Sunday, October 9, 2011

PARAA SAFARI LODGE

I enjoyed a buffet breakfast at Chobe again overlooking the Nile River with hippos and water buffalo.  We left at 7 a.m. for our 5 hour game drive through Murchison National Park.  We went through several different ecosystems along the way,  from thick acacia forest, to savannah with predominantly fig trees, then drier savannah with Borassa palm trees, then to rainforest by the Albert Nile.  I saw lots of Jackson's hartebeests, Uganda koes,  water buffalos, baboons, warthogs, and giraffes.  There were lesser amounts of bushbucks, vervet monkeys, and elephants.    I only saw a couple of oribis, a small antelope that was licking up salt from the road.  And I only saw one lion, a female who was hiding in the shade of a bush flicking her ears and moving her head around.
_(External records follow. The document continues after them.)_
//! Cron expression parsing and due-time evaluation under tick jitter.
//!
//! The process owns no timer: an external tick source calls in and each
//! enabled cron task is checked against the most recent scheduled moment.
//! A moment fires at most once: the `last_run < previous_scheduled` check
//! makes ticks idempotent however unevenly they arrive.

use chrono::{DateTime, Duration, Utc};
use cron::Schedule;

/// Parse a cron expression.
///
/// Task definitions carry standard 5-field cron (min hr dom mon dow); the
/// `cron` crate also wants a seconds field, so a bare 5-field expression
/// gains a leading zero before parsing.
pub fn parse_cron(expr: &str) -> Result<Schedule, cron::error::Error> {
    let expr = expr.trim();
    match expr.split_whitespace().count() {
        5 => format!("0 {expr}").parse(),
        _ => expr.parse(),
    }
}

/// The largest scheduled moment `<= now`, provided it is newer than
/// `now - window` (older moments are stale and never fire).
pub fn previous_fire_in_window(
    schedule: &Schedule,
    now: DateTime<Utc>,
    window: Duration,
) -> Option<DateTime<Utc>> {
    let floor = now - window;
    let mut previous = None;
    for moment in schedule.after(&floor) {
        if moment > now {
            break;
        }
        previous = Some(moment);
    }
    previous
}

/// Whether a task is due at `now`. Returns the scheduled moment being
/// consumed so the caller can record it as the run's `last_run`.
pub fn due_at(
    schedule: &Schedule,
    now: DateTime<Utc>,
    window: Duration,
    last_run: Option<DateTime<Utc>>,
) -> Option<DateTime<Utc>> {
    let previous = previous_fire_in_window(schedule, now, window)?;
    match last_run {
        None => Some(previous),
        Some(last) if last < previous => Some(previous),
        Some(_) => None,
    }
}

// ── Tests ────────────────────────────────────────────────────────────
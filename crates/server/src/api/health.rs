use std::sync::Arc;

use axum::extract::State;
use axum::Json;
use serde::Serialize;

use crate::state::AppState;

#[derive(Debug, Serialize)]
pub struct HealthResponse {
    pub status: &'static str,
    pub uptime_seconds: u64,
    pub task_count: usize,
    pub source_plugins: Vec<String>,
}

/// GET /health -- liveness plus a small inventory.
pub async fn health(State(state): State<Arc<AppState>>) -> Json<HealthResponse> {
    Json(HealthResponse {
        status: "ok",
        uptime_seconds: state.started_at.elapsed().as_secs(),
        task_count: state.manager.store().task_count(),
        source_plugins: state.manager.registry().source_types(),
    })
}
//! The lifecycle manager: process-wide control plane over the task set.
//!
//! Owns the store, plugin registry, webhook provider, and event bus. Every
//! mutation of the webhook registry happens here: tasks join and leave
//! shared subscriptions through the register/deregister flows, and cursors
//! returned by source runs are merged back under the store's per-key
//! critical section.

use std::collections::HashMap;
use std::sync::Arc;

use chrono::{DateTime, Duration, Utc};
use indexmap::IndexSet;
use rand::rngs::OsRng;
use rand::RngCore;
use serde_json::{Map, Value};
use tokio_util::sync::CancellationToken;
use uuid::Uuid;

use foerderband_core::record::payload_keys;
use foerderband_core::{Config, PipelineError};

use crate::cron;
use crate::events::{EventBus, LifecycleEvent};
use crate::orchestrator::{CursorUpdate, Orchestrator, RunReport};
use crate::plugins::PluginRegistry;
use crate::provider::WebhookProvider;
use crate::store::MemoryStore;
use crate::types::{
    RunSummary, Task, TaskDefinition, TaskPatch, TaskStatus, TaskTrigger, WebhookSubscription,
};
use crate::verify::{self, WebhookService};

/// Singleton control plane. Constructed once at startup; all methods are
/// safe from any caller.
pub struct LifecycleManager {
    config: Config,
    store: Arc<MemoryStore>,
    registry: Arc<PluginRegistry>,
    provider: Arc<dyn WebhookProvider>,
    bus: Arc<EventBus>,
}
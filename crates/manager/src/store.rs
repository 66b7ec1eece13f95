//! In-memory store for tasks and webhook subscriptions.
//!
//! Uses `IndexMap` to preserve insertion order (newest last) while allowing
//! O(1) lookups by key. All writes for one key happen inside a single lock
//! acquisition: the closure-based `update_*` methods span the whole
//! read-modify-write, so `registered_tasks` merges are transactional and a
//! persistent replacement must keep those semantics (last-writer-wins is
//! not acceptable for set fields).

use std::sync::RwLock;

use indexmap::IndexMap;

use foerderband_core::PipelineError;

use crate::types::{Task, WebhookSubscription};

/// Shared store behind the lifecycle manager. Safe under concurrent
/// callers; reads return clones.
#[derive(Debug, Default)]
pub struct MemoryStore {
    tasks: RwLock<IndexMap<String, Task>>,
    subscriptions: RwLock<IndexMap<String, WebhookSubscription>>,
}

impl MemoryStore {
    pub fn new() -> Self {
        Self::default()
    }

    // ── Tasks ────────────────────────────────────────────────────────

    pub fn get_task(&self, id: &str) -> Option<Task> {
        self.tasks.read().unwrap().get(id).cloned()
    }

    /// Insert a new task. Fails with `Conflict` if the id exists.
    pub fn save_task(&self, task: Task) -> Result<(), PipelineError> {
        let mut tasks = self.tasks.write().unwrap();
        if tasks.contains_key(&task.id) {
            return Err(PipelineError::Conflict(format!(
                "task '{}' already exists",
                task.id
            )));
        }
        tasks.insert(task.id.clone(), task);
        Ok(())
    }

    /// Atomic read-modify-write on one task. The closure may fail, in which
    /// case nothing is persisted.
    pub fn update_task<T, F>(&self, id: &str, f: F) -> Result<T, PipelineError>
    where
        F: FnOnce(&mut Task) -> Result<T, PipelineError>,
    {
        let mut tasks = self.tasks.write().unwrap();
        let task = tasks
            .get_mut(id)
            .ok_or_else(|| PipelineError::NotFound(format!("task '{}'", id)))?;
        let mut draft = task.clone();
        let out = f(&mut draft)?;
        *task = draft;
        Ok(out)
    }

    pub fn delete_task(&self, id: &str) -> Result<(), PipelineError> {
        self.tasks
            .write()
            .unwrap()
            .shift_remove(id)
            .map(|_| ())
            .ok_or_else(|| PipelineError::NotFound(format!("task '{}'", id)))
    }

    pub fn list_tasks(&self) -> Vec<Task> {
        self.tasks.read().unwrap().values().cloned().collect()
    }

    pub fn task_count(&self) -> usize {
        self.tasks.read().unwrap().len()
    }

    // ── Webhook subscriptions ────────────────────────────────────────

    pub fn get_subscription(&self, source_identifier: &str) -> Option<WebhookSubscription> {
        self.subscriptions
            .read()
            .unwrap()
            .get(source_identifier)
            .cloned()
    }

    /// Insert or replace a subscription, keyed by its source identifier.
    pub fn save_subscription(&self, subscription: WebhookSubscription) {
        self.subscriptions
            .write()
            .unwrap()
            .insert(subscription.source_identifier.clone(), subscription);
    }

    /// Atomic read-modify-write on one subscription.
    pub fn update_subscription<T, F>(
        &self,
        source_identifier: &str,
        f: F,
    ) -> Result<T, PipelineError>
    where
        F: FnOnce(&mut WebhookSubscription) -> Result<T, PipelineError>,
    {
        let mut subscriptions = self.subscriptions.write().unwrap();
        let entry = subscriptions.get_mut(source_identifier).ok_or_else(|| {
            PipelineError::NotFound(format!("webhook registration '{}'", source_identifier))
        })?;
        let mut draft = entry.clone();
        let out = f(&mut draft)?;
        *entry = draft;
        Ok(out)
    }

    pub fn delete_subscription(&self, source_identifier: &str) -> Result<(), PipelineError> {
        self.subscriptions
            .write()
            .unwrap()
            .shift_remove(source_identifier)
            .map(|_| ())
            .ok_or_else(|| {
                PipelineError::NotFound(format!("webhook registration '{}'", source_identifier))
            })
    }

    pub fn list_subscriptions(&self) -> Vec<WebhookSubscription> {
        self.subscriptions
            .read()
            .unwrap()
            .values()
            .cloned()
            .collect()
    }
}

// ── Tests ────────────────────────────────────────────────────────────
Typical African mud houses

Uganda koe


Jackson's Hartebeest

Water buffalo

Oribi looking for salt

Water buffalo are considered the world's most dangerous animal


giraffe


After the drive we checked into the Paraa Safari Lodge and had lunch.  The decor here is "early African explorer,"  with the closets made to look like old steamer trunks and decorative touches like old typewriters and navigational tools.  The public rooms are named after explorers like Speke, Livingstone, etc.  I have a big balcony in my room with huge rattan chairs that overlook jungle, pool, and river, although there is too much vegetation between the hotel and the river to be able to see any wildlife.


My room at Paraa Lodge

Paraa Lodge pool overlooks the Albert Nile

Close detail in my room looks like an old travel trunk


The movie "African Queen" with Humphrey Bogart and Katherine Hepburn was filmed in this area.  In 1954, Ernest Hemingway and his wife were sightseeing in a small plane and crashed in the river just below Murchison Falls, then camped on the shore with the crocodiles while the world reported them dead.  The plane that rescued them exploded and crashed, so that then they were really hurt.

In the afternoon I took a 3 hour boat trip to the falls and back.  The boat was a two level pontoon named "African Queen," of course.  There were about 15 fellow travellers, including Ugandans, a Norwegian, Englishman, Swiss, and a group of American black musicians. It is all preserve along the way, so we saw a lot of wildlife, including tons of hippos, waterbucks, water buffalo, and lots of crocodiles.  I only saw one elephant out in the open, who was taking a bath.  You mostly see only the protuberant eyes and wiggly little ears of the  hippos but we were able to see many out of the water.  The guide says they sunburn easily and the skin does not heal so they stay in the water most of the day.  There were so many types of birds I don't remember them all, but there were a lot of African fish eagles, white herons, egrets, and kingfishers.  We could not go right up to the falls because of the current.



hippos



crocodile

African fish eagle

Murchison Falls

water buffalo


Dinner was another luscious buffet.  I am trying to push the protein while I can get it, but find I miss the vegetables if I do not eat them, even though I have never eaten so many vegetables in my life as here in Africa.